_Exercise details_
Among the lines below, how many carry the string "LogLevel"? Reply with a number and nothing else.

_Records supplied_
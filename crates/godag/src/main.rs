//! godag - Main entry point

use anyhow::Context;
use clap::Parser;
use godag::{Cli, Pipeline, RunReport};
use godag_common::logging::{init_logging, LogConfig, LogLevel, LogOutput};
use std::process;
use tracing::{error, info};

#[tokio::main(flavor = "current_thread")]
async fn main() {
    // Missing .env is fine
    dotenvy::dotenv().ok();

    let cli = Cli::parse();

    let log_config = LogConfig::builder()
        .level(if cli.verbose { LogLevel::Debug } else { LogLevel::Warn })
        .output(LogOutput::Console)
        .log_file_prefix("godag")
        .build();

    // Environment variables take precedence
    let log_config = log_config.clone().apply_env().unwrap_or(log_config);

    // The CLI works without logging
    let _guard = init_logging(&log_config).ok();

    match run(&cli).await {
        Ok(report) => {
            println!("Graph saved in {} {}", report.output.display(), report.key_description);
            println!("Graph: {}", report.graph_summary());
            if let Some(path) = &report.id_to_name_file {
                println!("Mapping id:name saved in {}", path.display());
            }
            if let Some(summary) = report.lookup_summary() {
                println!("Mapping: {}", summary);
            }
        },
        Err(e) => {
            error!(error = %e, "Conversion failed");
            eprintln!("Error: {:#}", e);
            process::exit(1);
        },
    }
}

async fn run(cli: &Cli) -> anyhow::Result<RunReport> {
    let config = cli.fetch_config();
    let options = cli.run_options();

    info!(
        url = %config.ontology_url(),
        local = ?config.local_ontology_path,
        format = %options.format,
        "Starting conversion"
    );

    let report = Pipeline::new(config, options)
        .run()
        .await
        .context("Failed to convert the Gene Ontology")?;

    info!(
        predecessors = report.graph.predecessors,
        terms_iterated = report.graph.terms_iterated,
        distinct_keys = report.graph.distinct_keys,
        roots = report.graph.roots,
        obsoletes = report.graph.obsoletes,
        names = ?report.names,
        doublons = ?report.doublons,
        data_version = ?report.data_version,
        namespaces = ?report.namespaces,
        "Conversion completed"
    );

    Ok(report)
}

_Result below_
2